Procedural history and arbitral proceedings
In the course of the ICC arbitration, Magil challenged the tribunal’s jurisdiction at an early stage. It argued that the ICC lacked competence and that the State of Cameroon, as the public owner and “administration” under the contracts, needed to be present in the proceedings for the dispute to be fully and fairly adjudicated. Magil described itself as the “agent de l’administration,” asserting that it acted on behalf of the State of Cameroon, which should therefore be joined or otherwise made party to the arbitration. The ICC Court, however, decided that the arbitration would not proceed against the State, and the arbitral tribunal subsequently rejected Magil’s objections to its jurisdiction. Those jurisdictional challenges—and the tribunal’s reasons for rejecting them—are detailed across numerous paragraphs of the award. Magil maintained that this approach deprived it of effective access to a judge and prevented the tribunal from addressing the entire dispute, including the State’s role and potential liability. After losing on jurisdiction and on the merits in the ICC arbitration, Magil was ordered to pay Razel roughly CAD 35 million. In response, Magil commenced annulment proceedings before the Paris Court of Appeal, the court with supervisory jurisdiction over the award. In its annulment application, Magil advanced three main grounds: first, that excluding the Republic of Cameroon from the arbitration undermined its right of access to a judge; second, that the arbitral tribunal wrongly assumed jurisdiction over Magil and should have declined jurisdiction over Razel’s claims in a single consolidated arbitration; and third, that the tribunal improperly relied on the State of Cameroon’s responses to the intervention request despite the State not being a party to the arbitration, violating principles of contradiction and equality of arms. The Québec Superior Court, in the judgment at issue, notes that these grounds remain central to the dispute and do not appear frivolous, which is significant for the stay analysis.

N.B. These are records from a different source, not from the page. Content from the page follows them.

impl<'a> LookupNode<'a> {
    fn parse_at(
        lookup_data: Segment<'a>,
        offset: Offset16,
        kind: TableKind,
        lookup_type: u16,
    ) -> Self {
        let section = section_name(kind, lookup_type);
        let data = match offset.non_null() {
            None => {
                return Self::unusable(
                    lookup_type,
                    ReadError::NullOffset,
                    Severity::Critical,
                    kind.tag(),
                    section,
                    lookup_data.origin(),
                );
            }
            Some(pos) => match lookup_data.jump(pos) {
                Some(data) => data,
                None => {
                    return Self::unusable(
                        lookup_type,
                        ReadError::OutOfBounds,
                        Severity::Critical,
                        kind.tag(),
                        section,
                        lookup_data.origin(),
                    );
                }
            },
        };
        Self::parse(data, kind, lookup_type, MAX_EXTENSION_DEPTH)
    }

    pub(crate) fn parse(
        data: Segment<'a>,
        kind: TableKind,
        lookup_type: u16,
        depth: u8,
    ) -> Self {
        if lookup_type == kind.extension_type() {
            return Self::parse_extension(data, kind, depth);
        }
        let table = kind.tag();
        let section = section_name(kind, lookup_type);
        let mut notes = Diagnostics::default();
        let decoded = match kind {
            TableKind::Gsub => gsub::decode(data, lookup_type, table, &mut notes)
                .map(|decoded| decoded.map_payload(Payload::Gsub)),
            TableKind::Gpos => gpos::decode(data, lookup_type, table, &mut notes)
                .map(|decoded| decoded.map_payload(Payload::Gpos)),
        };
        match decoded {
            Ok(decoded) => {
                if let Some(coverage) = &decoded.coverage {
                    if let Err(issue) = coverage.sanity_check() {
                        notes.note(FontError::new(
                            table,
                            section,
                            issue,
                            Severity::Major,
                            data.origin(),
                        ));
                    }
                }
                LookupNode {
                    data,
                    lookup_type,
                    format: decoded.format,
                    coverage: decoded.coverage,
                    payload: decoded.payload,
                    error: notes.into_worst(),
                }
            }
            Err(issue) => Self::unusable(
                lookup_type,
                issue,
                payload_severity(&issue),
                table,
                section,
                data.origin(),
            ),
        }
    }

    /// Decode an extension wrapper and, through it, the inner subtable.
    ///
    /// The wrapper's own fields failing to parse, an inner type equal to
    /// the extension type, or an exhausted depth budget are all critical:
    /// the payload stays absent. An inner subtable that parses badly is a
    /// different case: the wrapper materializes with the errored inner node
    /// and mirrors its error.
    fn parse_extension(data: Segment<'a>, kind: TableKind, depth: u8) -> Self {
        let extension_type = kind.extension_type();
        let table = kind.tag();
        let section = section_name(kind, extension_type);
        let unwrap_inner = || -> Result<(u16, Segment<'a>), ReadError> {
            let format: u16 = data.read_at(0)?;
            if format != 1 {
                return Err(ReadError::InvalidFormat(format as _));
            }
            let raw_inner: u16 = data.read_at(2)?;
            let inner_type = raw_inner & CANONICAL_TYPE_MASK;
            if inner_type == extension_type {
                return Err(ReadError::NestedExtension);
            }
            if inner_type == 0 || inner_type > kind.max_lookup_type() {
                return Err(ReadError::InvalidLookupType(raw_inner));
            }
            if depth == 0 {
                return Err(ReadError::RecursionLimit);
            }
            let offset: u32 = data.read_at(4)?;
            let inner_data = match offset {
                0 => return Err(ReadError::NullOffset),
                pos => data.jump(pos as usize).ok_or(ReadError::OutOfBounds)?,
            };
            Ok((inner_type, inner_data))
        };
        match unwrap_inner() {
            Ok((inner_type, inner_data)) => {
                let resolved = Self::parse(inner_data, kind, inner_type, depth - 1);
                let error = resolved.error.clone();
                let extension = ExtensionSubtable {
                    resolved_type: inner_type,
                    resolved: Box::new(resolved),
                };
                let payload = match kind {
                    TableKind::Gsub => Payload::Gsub(GsubPayload::Extension(extension)),
                    TableKind::Gpos => Payload::Gpos(GposPayload::Extension(extension)),
                };
                LookupNode {
                    data,
                    lookup_type: extension_type,
                    format: 1,
                    coverage: None,
                    payload,
                    error,
                }
            }
            Err(issue) => Self::unusable(
                extension_type,
                issue,
                structural_severity(&issue),
                table,
                section,
                data.origin(),
            ),
        }
    }

    fn unusable(
        lookup_type: u16,
        issue: ReadError,
        severity: Severity,
        table: Tag,
        section: &'static str,
        offset: u32,
    ) -> Self {
        let error = FontError::new(table, section, issue, severity, offset);
        log::debug!("{error}");
        LookupNode {
            data: Segment::EMPTY,
            lookup_type,
            format: 0,
            coverage: None,
            payload: Payload::None,
            error: Some(error),
        }
    }

    /// The canonical lookup type this node decodes.
    pub fn lookup_type(&self) -> u16 {
        self.lookup_type
    }

    /// The subtable format code; 0 when the format byte itself was
    /// unreadable.
    pub fn format(&self) -> u16 {
        self.format
    }

    /// The node whose payload is the operative one: `self`, unless this is
    /// an extension wrapper, in which case the resolved inner node.
    ///
    /// Iteration code uses this to stay extension-agnostic.
    pub fn effective(&self) -> &LookupNode<'a> {
        match self.extension() {
            Some(extension) => &extension.resolved,
            None => self,
        }
    }

    /// The subtable's primary coverage.
    ///
    /// Extension wrappers have no coverage of their own; this follows the
    /// resolved node, so it is already extension-transparent.
    pub fn coverage(&self) -> Option<&CoverageTable<'a>> {
        self.effective().coverage.as_ref()
    }

    /// The typed payload, when this node came from a GSUB graph.
    pub fn gsub_payload(&self) -> Option<&GsubPayload<'a>> {
        match &self.payload {
            Payload::Gsub(payload) => Some(payload),
            _ => None,
        }
    }

    /// The typed payload, when this node came from a GPOS graph.
    pub fn gpos_payload(&self) -> Option<&GposPayload<'a>> {
        match &self.payload {
            Payload::Gpos(payload) => Some(payload),
            _ => None,
        }
    }

    pub fn payload(&self) -> &Payload<'a> {
        &self.payload
    }

    /// The raw segment this node was decoded from.
    pub fn offset_data(&self) -> Segment<'a> {
        self.data
    }

    pub fn error(&self) -> Option<&FontError> {
        self.error.as_ref()
    }

    fn extension(&self) -> Option<&ExtensionSubtable<'a>> {
        match &self.payload {
            Payload::Gsub(GsubPayload::Extension(extension)) => Some(extension),
            Payload::Gpos(GposPayload::Extension(extension)) => Some(extension),
            _ => None,
        }
    }
}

Contractual framework and key clauses
A central evidentiary element in the Québec proceedings consisted of the underlying contracts between Magil and the State of Cameroon, particularly contracts HF-02 and HF-03. In these contracts, the State of Cameroon is identified as the “Autorité contractante ou l’Administration,” represented by the Minister of Sports and Physical Education, while Magil Construction Corporation is described as the “Cocontractant.” Critically, the contracts define Magil’s role as “Agent de l’Administration” when it provides services as an agent, following the Administration’s instructions and discharging the Administration’s obligations within limits set out in article 3.7. This agency language sits at the heart of Magil’s argument that the State’s presence in the arbitral proceedings was indispensable to resolving the dispute over payments to subcontractors and suppliers. The contracts also contain specific provisions on payments to subcontractors and suppliers, notably article 3.9. That clause requires that any advance payments to subcontractors and suppliers be backed by appropriate guarantees in accordance with Cameroonian regulations, and that all subcontractors and suppliers of goods to the project be similarly bonded. It further states that the guarantees provided by subcontractors and suppliers constitute a derogation from the definitive security and retention that the Administration might otherwise demand from Magil and its affiliates. These provisions reinforce the close financial and operational linkage between the State of Cameroon, Magil as agent and cocontractant, and companies such as the Razel entities who performed works or supplied services. They also provide factual support for Magil’s position that the State’s absence from the arbitration created an incomplete adjudication landscape, a point that feeds into the seriousness of the annulment challenge in Paris.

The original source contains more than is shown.